Turns out the film is not quite so unmanufactured as I thought. The original film (en français) features voiceovers for each of the main family characters (dad, mom, baby boy) and some French pop songs. The effect is quite cheesy at times, particularly during the singing of the love songs. I wish I had a video clip for you watch…I’ve seen bits and pieces of the French version and can vouch for Joe Leydon’s take on the film:
Once he focuses on the primary couple, however, Jacquet uncorks the schmaltz while employing actors Romance Bohringer and Charles Berling to voice penguins murmuring sweet nothings to each other. It’s easy to understand helmer’s desire to personalize the birds with anthropomorphic affectation. But it’s difficult not to laugh out loud as nuzzling penguins pledge their troth as each other’s “soul mate.”

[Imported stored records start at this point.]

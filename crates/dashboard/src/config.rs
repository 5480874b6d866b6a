use std::env;
use std::time::Duration;

use geocode::DebounceConfig;
use streaming::ChannelConfig;
use wind::AnimatorConfig;

pub const DEFAULT_BACKEND_URL: &str = "http://localhost:8000";

/// Runtime settings, read from `AIRWATCH_*` environment variables.
#[derive(Debug, Clone, PartialEq)]
pub struct DashboardConfig {
    pub backend_url: String,
    pub ws_url: String,
    pub geocoder_url: String,
    pub reconnect_base: Duration,
    pub max_reconnect_attempts: u32,
    pub particles: usize,
    pub frame_hz: f64,
    pub hours_per_sample: f64,
}

impl Default for DashboardConfig {
    fn default() -> Self {
        Self::from_lookup(|_| None)
    }
}

impl DashboardConfig {
    pub fn from_env() -> Self {
        Self::from_lookup(|key| env::var(key).ok())
    }

    /// Builds the config from an arbitrary key lookup; unset or unparsable
    /// values fall back to their defaults.
    pub fn from_lookup(lookup: impl Fn(&str) -> Option<String>) -> Self {
        let backend_url = lookup("AIRWATCH_BACKEND_URL")
            .map(|v| v.trim_end_matches('/').to_string())
            .unwrap_or_else(|| DEFAULT_BACKEND_URL.to_string());
        let ws_url = lookup("AIRWATCH_WS_URL").unwrap_or_else(|| ws_url_for(&backend_url));
        let geocoder_url = lookup("AIRWATCH_GEOCODER_URL")
            .unwrap_or_else(|| geocode::nominatim::DEFAULT_URL.to_string());

        Self {
            backend_url,
            ws_url,
            geocoder_url,
            reconnect_base: Duration::from_millis(lookup_u64(&lookup, "AIRWATCH_RECONNECT_BASE_MS", 1000)),
            max_reconnect_attempts: lookup_u32(&lookup, "AIRWATCH_RECONNECT_MAX_ATTEMPTS", 5),
            particles: lookup_usize(&lookup, "AIRWATCH_PARTICLES", 300),
            frame_hz: lookup_f64(&lookup, "AIRWATCH_FRAME_HZ", 60.0),
            hours_per_sample: lookup_f64(&lookup, "AIRWATCH_HOURS_PER_SAMPLE", 1.0),
        }
    }

    pub fn channel_config(&self) -> ChannelConfig {
        ChannelConfig {
            url: self.ws_url.clone(),
            reconnect_base: self.reconnect_base,
            max_reconnect_attempts: self.max_reconnect_attempts,
        }
    }

    pub fn animator_config(&self) -> AnimatorConfig {
        AnimatorConfig {
            particles: self.particles,
            ..AnimatorConfig::default()
        }
    }

    pub fn debounce_config(&self) -> DebounceConfig {
        DebounceConfig::default()
    }
}

/// `http://host:8000` → `ws://host:8000/ws` (and `https` → `wss`).
pub fn ws_url_for(backend_url: &str) -> String {
    let base = backend_url.trim_end_matches('/');
    let ws = match base.strip_prefix("http") {
        Some(rest) => format!("ws{rest}"),
        None => base.to_string(),
    };
    format!("{ws}/ws")
}

fn lookup_u32(lookup: &impl Fn(&str) -> Option<String>, key: &str, default: u32) -> u32 {
    lookup(key)
        .and_then(|v| v.trim().parse().ok())
        .unwrap_or(default)
}

fn lookup_u64(lookup: &impl Fn(&str) -> Option<String>, key: &str, default: u64) -> u64 {
    lookup(key)
        .and_then(|v| v.trim().parse().ok())
        .unwrap_or(default)
}

fn lookup_usize(lookup: &impl Fn(&str) -> Option<String>, key: &str, default: usize) -> usize {
    lookup(key)
        .and_then(|v| v.trim().parse().ok())
        .unwrap_or(default)
}

fn lookup_f64(lookup: &impl Fn(&str) -> Option<String>, key: &str, default: f64) -> f64 {
    lookup(key)
        .and_then(|v| v.trim().parse().ok())
        .filter(|v: &f64| v.is_finite() && *v > 0.0)
        .unwrap_or(default)
}

#[cfg(test)]
mod tests {
    use super::*;
    use pretty_assertions::assert_eq;
    use std::collections::HashMap;

    fn config(pairs: &[(&str, &str)]) -> DashboardConfig {
        let map: HashMap<String, String> = pairs
            .iter()
            .map(|(k, v)| (k.to_string(), v.to_string()))
            .collect();
        DashboardConfig::from_lookup(|k| map.get(k).cloned())
    }

    #[test]
    fn defaults() {
        let c = DashboardConfig::default();
        assert_eq!(c.backend_url, "http://localhost:8000");
        assert_eq!(c.ws_url, "ws://localhost:8000/ws");
        assert_eq!(c.reconnect_base, Duration::from_millis(1000));
        assert_eq!(c.max_reconnect_attempts, 5);
        assert_eq!(c.particles, 300);
        assert_eq!(c.frame_hz, 60.0);
        assert_eq!(c.hours_per_sample, 1.0);
    }

    #[test]
    fn overrides_and_bad_values() {
        let c = config(&[
            ("AIRWATCH_BACKEND_URL", "https://api.example.org/"),
            ("AIRWATCH_RECONNECT_MAX_ATTEMPTS", "3"),
            ("AIRWATCH_PARTICLES", "lots"),
            ("AIRWATCH_FRAME_HZ", "-5"),
        ]);
        assert_eq!(c.backend_url, "https://api.example.org");
        assert_eq!(c.ws_url, "wss://api.example.org/ws");
        assert_eq!(c.max_reconnect_attempts, 3);
        assert_eq!(c.particles, 300);
        assert_eq!(c.frame_hz, 60.0);
        assert_eq!(c.channel_config().max_reconnect_attempts, 3);
    }

    #[test]
    fn explicit_ws_url_wins() {
        let c = config(&[("AIRWATCH_WS_URL", "ws://push.local/live")]);
        assert_eq!(c.ws_url, "ws://push.local/live");
    }
}
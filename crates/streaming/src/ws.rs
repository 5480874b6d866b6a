//! tokio-tungstenite transport and the task that drives a [`RealtimeChannel`].

use std::collections::HashMap;
use std::sync::Arc;

use futures_util::{SinkExt, StreamExt};
use parking_lot::Mutex;
use tokio::runtime::Handle;
use tokio::sync::mpsc;
use tokio::task::JoinHandle;
use tokio::time::{Instant, sleep_until};
use tokio_tungstenite::connect_async;
use tokio_tungstenite::tungstenite::Message;
use tracing::{debug, info, warn};

use crate::channel::{ChannelConfig, RealtimeChannel};
use crate::transport::{ConnId, Transport, TransportError};

/// Connection event reported by a socket task.
#[derive(Debug)]
enum SocketEvent {
    Opened(ConnId),
    Text(ConnId, String),
    Closed(ConnId),
}

enum Outgoing {
    Text(String),
    Close,
}

/// One spawned task per connection; events flow back over an mpsc channel.
pub struct WsTransport {
    runtime: Handle,
    events: mpsc::UnboundedSender<SocketEvent>,
    sockets: HashMap<ConnId, mpsc::UnboundedSender<Outgoing>>,
}

impl WsTransport {
    fn new(runtime: Handle, events: mpsc::UnboundedSender<SocketEvent>) -> Self {
        Self {
            runtime,
            events,
            sockets: HashMap::new(),
        }
    }
}

impl WsTransport {
    /// Connections still tracked; at most the live one.
    pub fn socket_count(&self) -> usize {
        self.sockets.len()
    }
}

impl Transport for WsTransport {
    fn open(&mut self, url: &str, conn: ConnId) {
        let (tx, rx) = mpsc::unbounded_channel();
        self.sockets.insert(conn, tx);
        self.runtime
            .spawn(run_socket(url.to_string(), conn, rx, self.events.clone()));
    }

    fn send_text(&mut self, conn: ConnId, text: String) -> Result<(), TransportError> {
        let socket = self.sockets.get(&conn).ok_or(TransportError::NotOpen(conn))?;
        socket
            .send(Outgoing::Text(text))
            .map_err(|_| TransportError::NotOpen(conn))
    }

    fn close(&mut self, conn: ConnId) {
        if let Some(socket) = self.sockets.remove(&conn) {
            let _ = socket.send(Outgoing::Close);
        }
    }
}

async fn run_socket(
    url: String,
    conn: ConnId,
    mut outgoing: mpsc::UnboundedReceiver<Outgoing>,
    events: mpsc::UnboundedSender<SocketEvent>,
) {
    let stream = match connect_async(url.as_str()).await {
        Ok((stream, _response)) => stream,
        Err(e) => {
            warn!(conn, "websocket connect to {url} failed: {e}");
            let _ = events.send(SocketEvent::Closed(conn));
            return;
        }
    };
    let _ = events.send(SocketEvent::Opened(conn));
    let (mut ws_tx, mut ws_rx) = stream.split();

    loop {
        tokio::select! {
            out = outgoing.recv() => match out {
                Some(Outgoing::Text(text)) => {
                    if let Err(e) = ws_tx.send(Message::Text(text)).await {
                        warn!(conn, "websocket send failed: {e}");
                        break;
                    }
                }
                Some(Outgoing::Close) | None => {
                    let _ = ws_tx.send(Message::Close(None)).await;
                    debug!(conn, "websocket closed locally");
                    break;
                }
            },
            incoming = ws_rx.next() => match incoming {
                Some(Ok(Message::Text(text))) => {
                    let _ = events.send(SocketEvent::Text(conn, text));
                }
                Some(Ok(Message::Close(frame))) => {
                    debug!(conn, ?frame, "websocket closed by server");
                    break;
                }
                Some(Ok(_)) => {}
                Some(Err(e)) => {
                    warn!(conn, "websocket receive error: {e}");
                    break;
                }
                None => break,
            },
        }
    }

    let _ = events.send(SocketEvent::Closed(conn));
}

pub type SharedChannel = Arc<Mutex<RealtimeChannel<WsTransport>>>;

/// Runs a [`RealtimeChannel`] over WebSockets.
///
/// The driver task owns the reconnect timer. Callers use [`WsChannel::channel`]
/// to subscribe, send and connect; handlers run on the driver task without the
/// channel lock held. Dropping the handle disconnects and stops the task.
pub struct WsChannel {
    channel: SharedChannel,
    task: Option<JoinHandle<()>>,
}

impl WsChannel {
    /// Must be called from within a tokio runtime. The channel starts closed;
    /// call `connect` on it to open.
    pub fn spawn(config: ChannelConfig) -> Self {
        let (events_tx, events_rx) = mpsc::unbounded_channel();
        let transport = WsTransport::new(Handle::current(), events_tx);
        let channel = Arc::new(Mutex::new(RealtimeChannel::new(config, transport)));
        let task = tokio::spawn(drive(channel.clone(), events_rx));
        Self {
            channel,
            task: Some(task),
        }
    }

    pub fn channel(&self) -> &SharedChannel {
        &self.channel
    }

    pub fn connect(&self) {
        self.channel.lock().connect();
    }

    pub fn shutdown(&mut self) {
        self.channel.lock().disconnect();
        if let Some(task) = self.task.take() {
            task.abort();
        }
    }
}

impl Drop for WsChannel {
    fn drop(&mut self) {
        self.shutdown();
    }
}

async fn drive(channel: SharedChannel, mut events: mpsc::UnboundedReceiver<SocketEvent>) {
    let mut reconnect_at: Option<Instant> = None;
    loop {
        let deadline = reconnect_at;
        tokio::select! {
            event = events.recv() => {
                let Some(event) = event else { break };
                match event {
                    SocketEvent::Opened(conn) => channel.lock().handle_open(conn),
                    SocketEvent::Text(conn, text) => {
                        let dispatch = channel.lock().handle_message(conn, &text);
                        if let Some(dispatch) = dispatch {
                            dispatch.deliver();
                        }
                    }
                    SocketEvent::Closed(conn) => {
                        if let Some(delay) = channel.lock().handle_close(conn) {
                            reconnect_at = Some(Instant::now() + delay);
                        }
                    }
                }
            }
            _ = async { sleep_until(deadline.unwrap_or_else(Instant::now)).await }, if deadline.is_some() => {
                reconnect_at = None;
                if channel.lock().reconnect_due() {
                    debug!("reconnect timer fired");
                }
            }
        }
    }
    info!("realtime driver stopped");
}
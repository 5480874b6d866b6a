//! Realtime update channel.
//!
//! [`RealtimeChannel`] is a synchronous state machine; it never blocks or
//! sleeps. All I/O goes through a [`Transport`], and the owner feeds
//! connection events back in (see [`crate::ws`] for the tokio driver). When
//! a reconnect is scheduled the owner is told the delay and calls
//! [`RealtimeChannel::reconnect_due`] once it has elapsed.

use std::sync::Arc;
use std::time::Duration;

use parking_lot::Mutex;
use runtime::event_bus::EventBus;
use thiserror::Error;
use tracing::{debug, error, info, warn};

use crate::backoff::Backoff;
use crate::protocol::{self, ChannelMessage, ControlMessage, Topic};
use crate::registry::{Handler, HandlerRegistry, Subscription};
use crate::transport::{ConnId, Transport, TransportError};

#[derive(Debug, Clone, PartialEq)]
pub struct ChannelConfig {
    pub url: String,
    pub reconnect_base: Duration,
    pub max_reconnect_attempts: u32,
}

impl ChannelConfig {
    pub const DEFAULT_URL: &'static str = "ws://localhost:8000/ws";

    pub fn new(url: impl Into<String>) -> Self {
        Self {
            url: url.into(),
            ..Self::default()
        }
    }
}

impl Default for ChannelConfig {
    fn default() -> Self {
        Self {
            url: Self::DEFAULT_URL.to_string(),
            reconnect_base: Duration::from_millis(1000),
            max_reconnect_attempts: 5,
        }
    }
}

#[derive(Debug, Copy, Clone, PartialEq, Eq, Hash)]
pub enum ChannelState {
    Closed,
    Connecting,
    Open,
}

/// Lifecycle record emitted on the channel's [`EventBus`].
#[derive(Debug, Clone, PartialEq)]
pub enum ChannelEvent {
    Connecting { conn: ConnId },
    Opened { conn: ConnId },
    ConnectionLost { conn: ConnId },
    ReconnectScheduled { attempt: u32, delay: Duration },
    PermanentlyFailed { attempts: u32 },
    Disconnected,
    MalformedMessage { error: String },
    SendDropped { state: ChannelState },
}

#[derive(Debug, Error, Clone, PartialEq)]
pub enum ChannelError {
    #[error("channel is not open (state: {0:?})")]
    NotOpen(ChannelState),
    #[error("failed to encode control message: {0}")]
    Encode(String),
    #[error(transparent)]
    Transport(#[from] TransportError),
}

/// Handlers selected for one inbound message.
///
/// Returned by [`RealtimeChannel::handle_message`] so the owner can release
/// any lock around the channel before running user callbacks.
#[must_use = "a Dispatch does nothing until delivered"]
pub struct Dispatch {
    message: ChannelMessage,
    handlers: Vec<Handler>,
}

impl Dispatch {
    pub fn message(&self) -> &ChannelMessage {
        &self.message
    }

    pub fn handler_count(&self) -> usize {
        self.handlers.len()
    }

    pub fn deliver(self) {
        for handler in &self.handlers {
            handler(&self.message);
        }
    }
}

pub struct RealtimeChannel<T: Transport> {
    config: ChannelConfig,
    transport: T,
    state: ChannelState,
    /// Connection the transport is currently working on, if any.
    live: Option<ConnId>,
    next_conn: ConnId,
    backoff: Backoff,
    reconnect_pending: Option<Duration>,
    permanently_failed: bool,
    malformed: u64,
    handlers: Arc<Mutex<HandlerRegistry>>,
    events: EventBus<ChannelEvent>,
}

impl<T: Transport> RealtimeChannel<T> {
    pub fn new(config: ChannelConfig, transport: T) -> Self {
        let backoff = Backoff::new(config.reconnect_base, config.max_reconnect_attempts);
        Self {
            config,
            transport,
            state: ChannelState::Closed,
            live: None,
            next_conn: 0,
            backoff,
            reconnect_pending: None,
            permanently_failed: false,
            malformed: 0,
            handlers: Arc::new(Mutex::new(HandlerRegistry::new())),
            events: EventBus::new(),
        }
    }

    pub fn config(&self) -> &ChannelConfig {
        &self.config
    }

    pub fn state(&self) -> ChannelState {
        self.state
    }

    pub fn is_open(&self) -> bool {
        self.state == ChannelState::Open
    }

    /// True once the reconnect budget ran out; cleared by [`connect`](Self::connect).
    pub fn permanently_failed(&self) -> bool {
        self.permanently_failed
    }

    /// Consecutive failed attempts since the last successful open.
    pub fn attempts(&self) -> u32 {
        self.backoff.attempts()
    }

    pub fn reconnect_pending(&self) -> Option<Duration> {
        self.reconnect_pending
    }

    pub fn malformed_count(&self) -> u64 {
        self.malformed
    }

    pub fn events(&self) -> &EventBus<ChannelEvent> {
        &self.events
    }

    pub fn events_mut(&mut self) -> &mut EventBus<ChannelEvent> {
        &mut self.events
    }

    pub fn transport(&self) -> &T {
        &self.transport
    }

    pub fn handler_count(&self) -> usize {
        self.handlers.lock().len()
    }

    /// Opens the connection if the channel is closed; otherwise does nothing.
    ///
    /// After a permanent failure this starts a fresh reconnect budget.
    pub fn connect(&mut self) {
        if self.state != ChannelState::Closed {
            debug!(state = ?self.state, "connect ignored");
            return;
        }
        if self.permanently_failed {
            info!("manual connect after permanent failure, resetting reconnect budget");
            self.permanently_failed = false;
        }
        self.backoff.reset();
        self.open_connection();
    }

    fn open_connection(&mut self) {
        let conn = self.next_conn;
        self.next_conn += 1;
        self.live = Some(conn);
        self.state = ChannelState::Connecting;
        debug!(conn, url = %self.config.url, "opening realtime connection");
        self.events.emit(ChannelEvent::Connecting { conn });
        self.transport.open(&self.config.url, conn);
    }

    fn is_live(&self, conn: ConnId) -> bool {
        if self.live == Some(conn) {
            return true;
        }
        debug!(conn, live = ?self.live, "ignoring event from stale connection");
        false
    }

    pub fn handle_open(&mut self, conn: ConnId) {
        if !self.is_live(conn) || self.state != ChannelState::Connecting {
            return;
        }
        info!(conn, "realtime channel connected");
        self.state = ChannelState::Open;
        self.backoff.reset();
        self.events.emit(ChannelEvent::Opened { conn });
    }

    /// Decodes an inbound frame. Malformed frames are counted and dropped;
    /// the connection stays up.
    pub fn handle_message(&mut self, conn: ConnId, text: &str) -> Option<Dispatch> {
        if !self.is_live(conn) || self.state != ChannelState::Open {
            return None;
        }
        let message = match protocol::decode(text) {
            Ok(m) => m,
            Err(e) => {
                self.malformed += 1;
                warn!("dropping malformed realtime message: {e}");
                self.events.emit(ChannelEvent::MalformedMessage {
                    error: e.to_string(),
                });
                return None;
            }
        };
        let handlers = self.handlers.lock().snapshot(message.topic());
        Some(Dispatch { message, handlers })
    }

    /// Records the loss (or failed open) of `conn`. Returns the reconnect
    /// delay when one was scheduled.
    pub fn handle_close(&mut self, conn: ConnId) -> Option<Duration> {
        if !self.is_live(conn) {
            return None;
        }
        self.live = None;
        self.transport.close(conn);
        warn!(conn, state = ?self.state, "realtime connection lost");
        self.events.emit(ChannelEvent::ConnectionLost { conn });

        match self.backoff.next_delay() {
            Some(delay) => {
                let attempt = self.backoff.attempts();
                info!(
                    attempt,
                    max = self.backoff.max_attempts(),
                    "reconnecting in {}ms",
                    delay.as_millis()
                );
                self.state = ChannelState::Connecting;
                self.reconnect_pending = Some(delay);
                self.events
                    .emit(ChannelEvent::ReconnectScheduled { attempt, delay });
                Some(delay)
            }
            None => {
                let attempts = self.backoff.attempts();
                error!(attempts, "max reconnection attempts reached, giving up");
                self.state = ChannelState::Closed;
                self.permanently_failed = true;
                self.events
                    .emit(ChannelEvent::PermanentlyFailed { attempts });
                None
            }
        }
    }

    /// Fires a scheduled reconnect. Returns false when none was pending
    /// (for instance because the channel was disconnected meanwhile).
    pub fn reconnect_due(&mut self) -> bool {
        if self.reconnect_pending.take().is_none() || self.state != ChannelState::Connecting {
            return false;
        }
        self.open_connection();
        true
    }

    pub fn subscribe(&self, topic: Topic, handler: Handler) -> Subscription {
        let id = self.handlers.lock().add(topic, handler);
        debug!(%topic, "handler subscribed");
        Subscription::new(&self.handlers, topic, id)
    }

    /// Sends a control frame if the channel is open. Nothing is queued: a
    /// frame sent while closed or connecting is dropped with a warning.
    pub fn send(&mut self, msg: &ControlMessage) -> Result<(), ChannelError> {
        let conn = match (self.state, self.live) {
            (ChannelState::Open, Some(conn)) => conn,
            (state, _) => {
                warn!(?state, "realtime channel not open, dropping {msg:?}");
                self.events.emit(ChannelEvent::SendDropped { state });
                return Err(ChannelError::NotOpen(state));
            }
        };
        let text = protocol::encode(msg).map_err(|e| ChannelError::Encode(e.to_string()))?;
        self.transport.send_text(conn, text)?;
        Ok(())
    }

    /// Closes the connection, cancels any pending reconnect and drops every
    /// subscription. Idempotent.
    pub fn disconnect(&mut self) {
        if let Some(conn) = self.live.take() {
            self.transport.close(conn);
        }
        self.reconnect_pending = None;
        self.handlers.lock().clear();
        if self.state != ChannelState::Closed {
            info!("realtime channel disconnected");
            self.state = ChannelState::Closed;
            self.events.emit(ChannelEvent::Disconnected);
        }
    }
}
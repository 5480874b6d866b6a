//! Air-quality + weather timeline: ingestion, merging and navigation.
//!
//! Upstream payloads enter through [`normalize`], are paired by
//! [`SeriesMerger`] into an immutable [`Timeline`] snapshot, and are navigated
//! with a [`TimelineCursor`].

pub mod aqi;
pub mod cursor;
pub mod error;
pub mod labels;
pub mod merge;
pub mod model;
pub mod normalize;

pub use cursor::*;
pub use error::*;
pub use merge::*;
pub use model::*;
use std::time::Duration;

/// Bounded exponential reconnect schedule.
///
/// The n-th consecutive failure waits `base * 2^(n-1)`. Once `max_attempts`
/// delays have been handed out, [`Backoff::next_delay`] returns `None` until
/// the schedule is [`reset`](Backoff::reset).
#[derive(Debug, Clone)]
pub struct Backoff {
    base: Duration,
    max_attempts: u32,
    attempts: u32,
}

impl Backoff {
    pub fn new(base: Duration, max_attempts: u32) -> Self {
        Self {
            base,
            max_attempts,
            attempts: 0,
        }
    }

    pub fn next_delay(&mut self) -> Option<Duration> {
        if self.attempts >= self.max_attempts {
            return None;
        }
        self.attempts += 1;
        Some(self.delay_for(self.attempts))
    }

    /// Delay for a 1-based attempt number; saturates instead of overflowing.
    pub fn delay_for(&self, attempt: u32) -> Duration {
        let factor = 1u32
            .checked_shl(attempt.saturating_sub(1))
            .unwrap_or(u32::MAX);
        self.base.saturating_mul(factor)
    }

    pub fn reset(&mut self) {
        self.attempts = 0;
    }

    pub fn attempts(&self) -> u32 {
        self.attempts
    }

    pub fn max_attempts(&self) -> u32 {
        self.max_attempts
    }

    pub fn is_exhausted(&self) -> bool {
        self.attempts >= self.max_attempts
    }
}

After seeing the film at Sundance, an exec at Warner Bros. initated a change in the film to ready it for American viewers:
Warner Bros. president Mark Gill saw the film at Sundance, called writer-director Jordan Roberts and asked if something could be done to make it more appealing to American audiences. Jordan wrote a narration, performed by Morgan Freeman, and hired composer Alex Wurman to create a new score. The final result is showing in close to 2,000 theatres across America.
The narration by Morgan Freeman is not a close translation of the original French voiceovers and I think it’s a better film that way (for a US audience, at least). It also explains the odd pacing of Freeman’s narration at times. Anyway, as I said above, not quite the clear expression of artistic vision as I’d assumed.